Classification of Claims Based on Intended Pathogen
Before initiating an efficacy test, it is essential to determine the type of pathogen that the disinfectant claims to destroy (kill), inactivate, or reduce. These pathogens include:
- Germs
- Viruses
- Mycobacteria
- Specific bacterial spores
- Fungi, mould, and mildew
- Other non–spore-forming bacteria (e.g., Escherichia coli)
Health Canada treats non–food-contact and food-contact sanitizers similarly to other claims. To support a claim against a specific pathogen for both food-contact and non–food-contact applications, the sanitizer must meet the general sanitation claim requirements for each category.
In the new guidelines, “germs” is considered a type of general claim; however, its exact definition is not clearly provided. In contrast, the previous guidance defined “germicide” or “kills germs” as follows:
“Disinfectants with efficacy as a general/broad-spectrum disinfectant or a hospital/healthcare disinfectant can be registered with the label claims ‘germicide’ or ‘kills germs’.”
Our understanding is that the “germicide” (or “kills germs”) claim remains unchanged for registrants. If Health Canada were to remove the “germicide” or “kills germs” claims, then “germs” should not have been listed as a general claim.

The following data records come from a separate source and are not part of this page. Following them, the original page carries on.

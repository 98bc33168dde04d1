//! Transform rule definitions.
//!
//! A rule set declares, field by field, how to build a target record from
//! the cells of one CSV row. It is loaded once and never mutated.

use serde::{Deserialize, Serialize};
use std::io::Read;
use std::path::Path;

use crate::error::LoadResult;

/// An ordered set of mapping rules, applied in listed order for every row.
#[derive(Debug, Clone, Serialize, Deserialize)]
pub struct RuleSet {
    /// The rules.
    pub transforms: Vec<Rule>,
}

/// One mapping instruction: which field to set and how to build its value.
#[derive(Debug, Clone, Serialize, Deserialize)]
pub struct Rule {
    /// Name of the target record field to set.
    #[serde(rename = "method")]
    pub field: String,

    /// Recipe for the value.
    #[serde(rename = "class")]
    pub value: ValueSpec,
}

/// Value recipe: declared type name plus the formatting steps.
#[derive(Debug, Clone, Serialize, Deserialize)]
pub struct ValueSpec {
    /// Declared type name, resolved in the constructor registry.
    /// `"date"` takes the dedicated date path.
    pub name: String,

    /// Template with `{i}` placeholders referring to row cell indices.
    pub template: String,

    /// Regex patterns whose matches are deleted, in listed order.
    #[serde(default, skip_serializing_if = "Vec::is_empty")]
    pub filters: Vec<String>,

    /// Case normalization applied after filtering.
    #[serde(default, skip_serializing_if = "CaseMode::is_none")]
    pub case: CaseMode,

    /// chrono strftime pattern; required when `name` is `"date"`.
    #[serde(default, rename = "dateFormat", skip_serializing_if = "Option::is_none")]
    pub date_format: Option<String>,
}

/// Case normalization modes.
#[derive(Debug, Clone, Copy, PartialEq, Eq, Default, Serialize, Deserialize)]
#[serde(rename_all = "lowercase")]
pub enum CaseMode {
    /// Leave the formatted string as is.
    #[default]
    None,
    /// First character uppercased, remainder lowercased.
    Proper,
}

impl CaseMode {
    fn is_none(&self) -> bool {
        matches!(self, CaseMode::None)
    }
}

impl RuleSet {
    /// Parse a rule set from a JSON string.
    pub fn from_json(json: &str) -> LoadResult<Self> {
        Ok(serde_json::from_str(json)?)
    }

    /// Parse a rule set from a reader.
    pub fn from_reader<R: Read>(reader: R) -> LoadResult<Self> {
        Ok(serde_json::from_reader(reader)?)
    }

    /// Parse a rule set from a file.
    pub fn from_file<P: AsRef<Path>>(path: P) -> LoadResult<Self> {
        let content = std::fs::read_to_string(path)?;
        Self::from_json(&content)
    }

    /// Serialize to pretty JSON.
    pub fn to_json(&self) -> Result<String, serde_json::Error> {
        serde_json::to_string_pretty(self)
    }
}

impl Rule {
    /// Create a rule for a field with a declared type and template.
    pub fn new(field: &str, type_name: &str, template: &str) -> Self {
        Self {
            field: field.to_string(),
            value: ValueSpec {
                name: type_name.to_string(),
                template: template.to_string(),
                filters: Vec::new(),
                case: CaseMode::None,
                date_format: None,
            },
        }
    }

    /// Add a deletion filter to the chain.
    pub fn with_filter(mut self, pattern: &str) -> Self {
        self.value.filters.push(pattern.to_string());
        self
    }

    /// Apply proper-case normalization to the formatted string.
    pub fn proper_case(mut self) -> Self {
        self.value.case = CaseMode::Proper;
        self
    }

    /// Set the date parse pattern.
    pub fn with_date_format(mut self, pattern: &str) -> Self {
        self.value.date_format = Some(pattern.to_string());
        self
    }
}

/// The standard orders rule set, used by the CLI `example-rules` command
/// and throughout the tests.
pub fn example_rules() -> RuleSet {
    RuleSet {
        transforms: vec![
            Rule::new("order_id", "integer", "{0}"),
            Rule::new("order_date", "date", "{1}-{2}-{3}").with_date_format("%Y-%m-%d"),
            Rule::new("product_id", "string", "{4}"),
            Rule::new("product_name", "string", "{5}").proper_case(),
            Rule::new("quantity", "decimal", "{6}").with_filter(","),
        ],
    }
}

Required Number of Test Substance Batches and Carriers
The number of test substance batches and carriers required for the various claims remains unchanged except for the “broad-spectrum virucide” claim. Previously, this was a major difference between EPA and Health Canada efficacy requirements. In the new guidance, three batches of test substance are required for testing Limited, General (broad-spectrum), and Hospital/Healthcare disinfection claims, while the number is reduced to two batches for all other claims—including broad-spectrum virucide.
Additionally, the number of carriers for broad-spectrum virucide claims has been reduced from five in the previous guidance to just one in the new guidance. We believe that such a low number of carriers may not adequately demonstrate the reproducibility and repeatability of the test against viruses.
Representative Test Organisms for Each Claim
The new guidance is largely in line with the previous document, except for broad-spectrum virucide. In the updated guidelines, Poliovirus and Adenovirus have been removed from the list of representative viruses. Instead, Rhinovirus, Feline Calicivirus, and Human Astrovirus have been added.
Performance Criteria for Efficacy
The only notable difference between the previous and new guidance regarding performance criteria is in the AOAC Use Dilution Method against S. enterica. This method has been modified to align with US EPA SOP MB-05: Standard Operating Procedure for AOAC Use Dilution Method for Testing Disinfectants.
The new guideline includes a footnote for hospital and general disinfectants stating:
“If tested on the same day, the performance standard of 59/60 must be met. If batches are tested on different days, a performance standard of 58/60 will also be considered, in line with US EPA’s requirement described in SOP MB-05.”
However, the guideline does not clarify that this criterion applies to S. enterica. In contrast, the acceptance criteria for S. aureus and P. aeruginosa are 0–3 positive and 0–6 positive, respectively. Furthermore, in MB-SOP-05-16, the acceptance criteria for S. enterica have been revised from 0–1 to 0–2.